Max Giusti, di padre in figlio
È un autentico “one man show”. Non solo comico, intrattenitore, presentatore televisivo e radiofonico (insuperabili le sue imitazioni a SuperMax su Radio2!), ma anche cantante. Dopo anni di televisione, di “Quelli del calcio”, di “pacchi” serali con “Affari tuoi”, e di un recente infortunio che l’ha tenuto fermo per un po’ di tempo e lontano dalla scena, il popolare e brillante attore romano è ritornato sulle tavole del palcoscenico imbastendo una commedia scritta da lui stesso – e con Lolli, Pallottini, Rinaldi, la regia di Marco Carniti, le musiche di Gaetano Curreri e le coreografie di Kristian Cellini – in cui affronta un argomento serio, che parla della veridicità dei sentimenti: e cioè il rapporto tra padre e figlio.
E Di padre in figlio è il titolo dello spettacolo in cui l’attore, tra musiche, luci colorate, proiezioni, e brillanti coreografie, si concede, tra una gag e un’improvvisazione, un’imitazione e qualche accenno di danza, anche qualche canzone. Ed è un fiume in piena, con solo qualche breve pausa di respiro, nella narrazione che lo vede parlare col figlioletto appena nato e che culla sulla carrozzina trasportandola da una parte all’altra della scena, contornato da sei ballerine che appaiono di volta in volta in costumi diversi e carrozzine in mano.

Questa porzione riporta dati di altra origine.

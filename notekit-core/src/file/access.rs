use std::path::{Path, PathBuf};

use chrono::{DateTime, Utc};
use serde::{Deserialize, Serialize};
use tokio::fs;
use tracing::debug;
use uuid::Uuid;

use crate::file::error::FsError;
use crate::file::guard::PathGuard;

/// One entry of a directory listing, shaped for direct display in the tree
/// view. `last_modified` is unix milliseconds.
#[derive(Debug, Clone, PartialEq, Eq, Serialize, Deserialize)]
#[serde(rename_all = "camelCase")]
pub struct DirectoryEntry {
    pub name: String,
    pub path: PathBuf,
    pub is_directory: bool,
    pub size: u64,
    pub last_modified: u64,
}

/// All filesystem operations for the editor, every one of them behind the
/// [`PathGuard`]. The root handed to [`FileAccess::new`] must already be
/// canonicalized; listing code compares canonicalized entry paths against it
/// to keep symlinked escapes out of the tree.
#[derive(Debug, Clone)]
pub struct FileAccess {
    guard: PathGuard,
}

impl FileAccess {
    pub fn new(guard: PathGuard) -> Self {
        Self { guard }
    }

    pub fn root(&self) -> &Path {
        self.guard.root()
    }

    pub fn validate(&self, path: &Path) -> Result<PathBuf, FsError> {
        self.guard.validate(path)
    }

    /// A [`DirectoryEntry`] describing the root itself, used as the anchor
    /// node of the tree.
    pub fn root_entry(&self) -> DirectoryEntry {
        let root = self.guard.root();
        let last_modified = std::fs::metadata(root)
            .map(|metadata| modified_millis(&metadata))
            .unwrap_or(0);
        DirectoryEntry {
            name: root
                .file_name()
                .map(|name| name.to_string_lossy().into_owned())
                .unwrap_or_else(|| root.display().to_string()),
            path: root.to_path_buf(),
            is_directory: true,
            size: 0,
            last_modified,
        }
    }

    /// Lists the immediate children of `path`, directories first, names
    /// collated case-insensitively within each group. Entries that resolve
    /// outside the root (symlinks out of the sandbox) are omitted rather
    /// than reported as errors.
    pub async fn list_directory(&self, path: &Path) -> Result<Vec<DirectoryEntry>, FsError> {
        let dir = self.guard.validate(path)?;
        let metadata = fs::metadata(&dir)
            .await
            .map_err(|e| FsError::from_io(&dir, e))?;
        if !metadata.is_dir() {
            return Err(FsError::NotADirectory { path: dir });
        }

        let mut read_dir = fs::read_dir(&dir)
            .await
            .map_err(|e| FsError::from_io(&dir, e))?;
        let mut entries = Vec::new();
        while let Some(entry) = read_dir
            .next_entry()
            .await
            .map_err(|e| FsError::from_io(&dir, e))?
        {
            let entry_path = entry.path();
            let canonical = match fs::canonicalize(&entry_path).await {
                Ok(canonical) => canonical,
                Err(e) => {
                    // Broken symlink or vanished mid-listing.
                    debug!(path = ?entry_path, ?e, "skipping unresolvable entry");
                    continue;
                }
            };
            if !canonical.starts_with(self.guard.root()) {
                debug!(path = ?entry_path, "skipping entry that resolves outside the root");
                continue;
            }
            let Some(name) = entry_path
                .file_name()
                .and_then(|name| name.to_str())
                .map(str::to_string)
            else {
                debug!(path = ?entry_path, "skipping entry with non-utf8 name");
                continue;
            };
            let metadata = match fs::metadata(&entry_path).await {
                Ok(metadata) => metadata,
                Err(e) => {
                    debug!(path = ?entry_path, ?e, "skipping unreadable entry");
                    continue;
                }
            };
            entries.push(DirectoryEntry {
                name,
                path: entry_path,
                is_directory: metadata.is_dir(),
                size: metadata.len(),
                last_modified: modified_millis(&metadata),
            });
        }

        sort_entries(&mut entries);
        Ok(entries)
    }

    pub async fn read_file(&self, path: &Path) -> Result<String, FsError> {
        let file = self.guard.validate(path)?;
        let metadata = fs::metadata(&file)
            .await
            .map_err(|e| FsError::from_io(&file, e))?;
        if !metadata.is_file() {
            return Err(FsError::NotAFile { path: file });
        }
        fs::read_to_string(&file)
            .await
            .map_err(|e| FsError::from_io(&file, e))
    }

    /// Writes `content` to `path`, creating missing parent directories.
    /// The content lands in a temporary sibling first and is renamed over
    /// the target, so a crash mid-write never leaves a truncated file.
    pub async fn write_file(&self, path: &Path, content: &str) -> Result<(), FsError> {
        let target = self.guard.validate(path)?;
        if let Some(parent) = target.parent() {
            fs::create_dir_all(parent)
                .await
                .map_err(|e| FsError::from_io(parent, e))?;
        }
        let temp = temp_sibling(&target);
        fs::write(&temp, content)
            .await
            .map_err(|e| FsError::from_io(&temp, e))?;
        if let Err(e) = fs::rename(&temp, &target).await {
            let _ = fs::remove_file(&temp).await;
            return Err(FsError::from_io(&target, e));
        }
        Ok(())
    }
}

/// Checks that `dir` is writable by creating and removing a uniquely named
/// marker file. Run against a prospective root before accepting it, so an
/// unwritable selection is rejected up front instead of failing on the
/// first save.
pub async fn probe_write_access(dir: &Path) -> Result<(), FsError> {
    let marker = dir.join(format!(".notekit-probe-{}", Uuid::new_v4()));
    fs::write(&marker, b"")
        .await
        .map_err(|e| FsError::from_io(&marker, e))?;
    fs::remove_file(&marker)
        .await
        .map_err(|e| FsError::from_io(&marker, e))?;
    Ok(())
}

fn temp_sibling(target: &Path) -> PathBuf {
    let file_name = target
        .file_name()
        .map(|name| name.to_string_lossy().into_owned())
        .unwrap_or_default();
    target.with_file_name(format!(".{file_name}.{}.tmp", Uuid::new_v4()))
}

pub(crate) fn modified_millis(metadata: &std::fs::Metadata) -> u64 {
    metadata
        .modified()
        .ok()
        .map(|time| DateTime::<Utc>::from(time).timestamp_millis().max(0) as u64)
        .unwrap_or(0)
}

/// Directories before files; within each group names compare
/// case-insensitively, raw name as tiebreak so names differing only by case
/// order deterministically.
fn sort_entries(entries: &mut [DirectoryEntry]) {
    entries.sort_by(|a, b| {
        b.is_directory
            .cmp(&a.is_directory)
            .then_with(|| a.name.to_lowercase().cmp(&b.name.to_lowercase()))
            .then_with(|| a.name.cmp(&b.name))
    });
}

#[cfg(test)]
mod tests {
    use super::*;
    use tempfile::tempdir;

    async fn access_for(dir: &tempfile::TempDir) -> FileAccess {
        let root = fs::canonicalize(dir.path()).await.unwrap();
        FileAccess::new(PathGuard::new(root).unwrap())
    }

    #[tokio::test]
    async fn lists_directories_first_then_case_insensitive() {
        let dir = tempdir().unwrap();
        std::fs::write(dir.path().join("b.txt"), "b").unwrap();
        std::fs::write(dir.path().join("a.txt"), "a").unwrap();
        std::fs::write(dir.path().join("Beta.txt"), "B").unwrap();
        std::fs::create_dir(dir.path().join("zeta")).unwrap();
        std::fs::create_dir(dir.path().join("A")).unwrap();

        let access = access_for(&dir).await;
        let entries = access.list_directory(access.root()).await.unwrap();
        let names: Vec<&str> = entries.iter().map(|e| e.name.as_str()).collect();
        assert_eq!(names, vec!["A", "zeta", "a.txt", "b.txt", "Beta.txt"]);
        assert!(entries[0].is_directory);
        assert!(entries[1].is_directory);
        assert!(!entries[2].is_directory);
    }

    #[tokio::test]
    async fn names_differing_only_by_case_order_deterministically() {
        let dir = tempdir().unwrap();
        std::fs::write(dir.path().join("read.md"), "x").unwrap();
        std::fs::write(dir.path().join("Read.md"), "y").unwrap();

        let access = access_for(&dir).await;
        let entries = access.list_directory(access.root()).await.unwrap();
        let names: Vec<&str> = entries.iter().map(|e| e.name.as_str()).collect();
        assert_eq!(names, vec!["Read.md", "read.md"]);
    }

    #[tokio::test]
    async fn listing_a_file_fails() {
        let dir = tempdir().unwrap();
        std::fs::write(dir.path().join("note.md"), "x").unwrap();

        let access = access_for(&dir).await;
        let result = access.list_directory(&access.root().join("note.md")).await;
        assert!(matches!(result, Err(FsError::NotADirectory { .. })));
    }

    #[tokio::test]
    async fn listing_missing_directory_fails() {
        let dir = tempdir().unwrap();
        let access = access_for(&dir).await;
        let result = access.list_directory(&access.root().join("gone")).await;
        assert!(matches!(result, Err(FsError::NotFound { .. })));
    }

    #[tokio::test]
    async fn read_rejects_directories() {
        let dir = tempdir().unwrap();
        std::fs::create_dir(dir.path().join("sub")).unwrap();

        let access = access_for(&dir).await;
        let result = access.read_file(&access.root().join("sub")).await;
        assert!(matches!(result, Err(FsError::NotAFile { .. })));
    }

    #[tokio::test]
    async fn read_returns_contents() {
        let dir = tempdir().unwrap();
        std::fs::write(dir.path().join("note.md"), "# hello").unwrap();

        let access = access_for(&dir).await;
        let content = access.read_file(&access.root().join("note.md")).await.unwrap();
        assert_eq!(content, "# hello");
    }

    #[tokio::test]
    async fn write_creates_missing_parents() {
        let dir = tempdir().unwrap();
        let access = access_for(&dir).await;
        let target = access.root().join("a/b/c.md");
        access.write_file(&target, "deep").await.unwrap();
        assert_eq!(std::fs::read_to_string(&target).unwrap(), "deep");
    }

    #[tokio::test]
    async fn write_replaces_and_leaves_no_temp_files() {
        let dir = tempdir().unwrap();
        std::fs::write(dir.path().join("note.md"), "old").unwrap();

        let access = access_for(&dir).await;
        let target = access.root().join("note.md");
        access.write_file(&target, "new").await.unwrap();
        assert_eq!(std::fs::read_to_string(&target).unwrap(), "new");

        let leftovers: Vec<_> = std::fs::read_dir(dir.path())
            .unwrap()
            .map(|e| e.unwrap().file_name().to_string_lossy().into_owned())
            .filter(|name| name != "note.md")
            .collect();
        assert!(leftovers.is_empty(), "unexpected leftovers: {leftovers:?}");
    }

    #[tokio::test]
    async fn traversal_is_rejected_before_any_io() {
        let dir = tempdir().unwrap();
        std::fs::create_dir(dir.path().join("workspace")).unwrap();
        let root = fs::canonicalize(dir.path().join("workspace")).await.unwrap();
        let access = FileAccess::new(PathGuard::new(root.clone()).unwrap());

        let escape = root.join("../escape.txt");
        let result = access.write_file(&escape, "nope").await;
        assert!(matches!(result, Err(FsError::PathTraversal { .. })));
        assert!(!dir.path().join("escape.txt").exists());

        let result = access.read_file(Path::new("/etc/passwd")).await;
        assert!(matches!(result, Err(FsError::PathTraversal { .. })));
    }

    #[cfg(unix)]
    #[tokio::test]
    async fn symlinks_escaping_the_root_are_omitted() {
        let dir = tempdir().unwrap();
        let outside = dir.path().join("outside");
        let root = dir.path().join("root");
        std::fs::create_dir(&outside).unwrap();
        std::fs::create_dir(&root).unwrap();
        std::fs::write(outside.join("secret.txt"), "s").unwrap();
        std::fs::write(root.join("inside.txt"), "i").unwrap();
        std::os::unix::fs::symlink(outside.join("secret.txt"), root.join("leak")).unwrap();
        std::os::unix::fs::symlink(root.join("inside.txt"), root.join("alias")).unwrap();

        let canonical = fs::canonicalize(&root).await.unwrap();
        let access = FileAccess::new(PathGuard::new(canonical).unwrap());
        let entries = access.list_directory(access.root()).await.unwrap();
        let names: Vec<&str> = entries.iter().map(|e| e.name.as_str()).collect();
        assert!(names.contains(&"inside.txt"));
        assert!(names.contains(&"alias"), "in-root symlink should stay visible");
        assert!(!names.contains(&"leak"), "escaping symlink must be omitted");
    }

    #[tokio::test]
    async fn probe_accepts_writable_directory() {
        let dir = tempdir().unwrap();
        probe_write_access(dir.path()).await.unwrap();
        assert_eq!(std::fs::read_dir(dir.path()).unwrap().count(), 0);
    }

    #[tokio::test]
    async fn probe_rejects_missing_directory() {
        let dir = tempdir().unwrap();
        let result = probe_write_access(&dir.path().join("gone")).await;
        assert!(result.is_err());
    }
}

Tutto nasce dalla domanda: ''Quando si diventa padri, si smette di essere figli?''; e: ''Un uomo può ancora sognare avendo una simile responsabilità in tempi senza futuro come oggi?''. Il protagonista è un attore, un quarantenne precario che ha perso il famoso “treno” per realizzare il suo sogno. Aspettando la telefonata di un amico che gli dovrà comunicare se è stato preso per un film americano, nel frattempo porta il pargolo dal padre ricoverato in ospedale per accertamenti, per farglielo conoscere.
Nella sala d’attesa – una bianca pedana centrale con dietro il numero a caratteri cubitali della stanza ospedaliera che campeggia in alto – egli racconta al bimbo chi è il nonno. Poetico e malinconico, ironico e irriverente, con tanti aneddoti famigliari e con riferimenti e battute che chiamano in causa anche personaggi, fatti e misfatti dei giorni nostri, il mattatore rievoca il passato per scoprire quante cose sono cambiate in quarant’anni nell'educazione dei figli. La constatazione del cambiamento avvenuto nel modo di educare, di parlare con loro e di approcciarli, di assumere nuove responsabilità di padre, diventa così un passaggio di consegne, di verità, di emozioni e di sentimenti all’insegna del sorriso.
Al Sistina di Roma fino al 13 aprile. In tournée.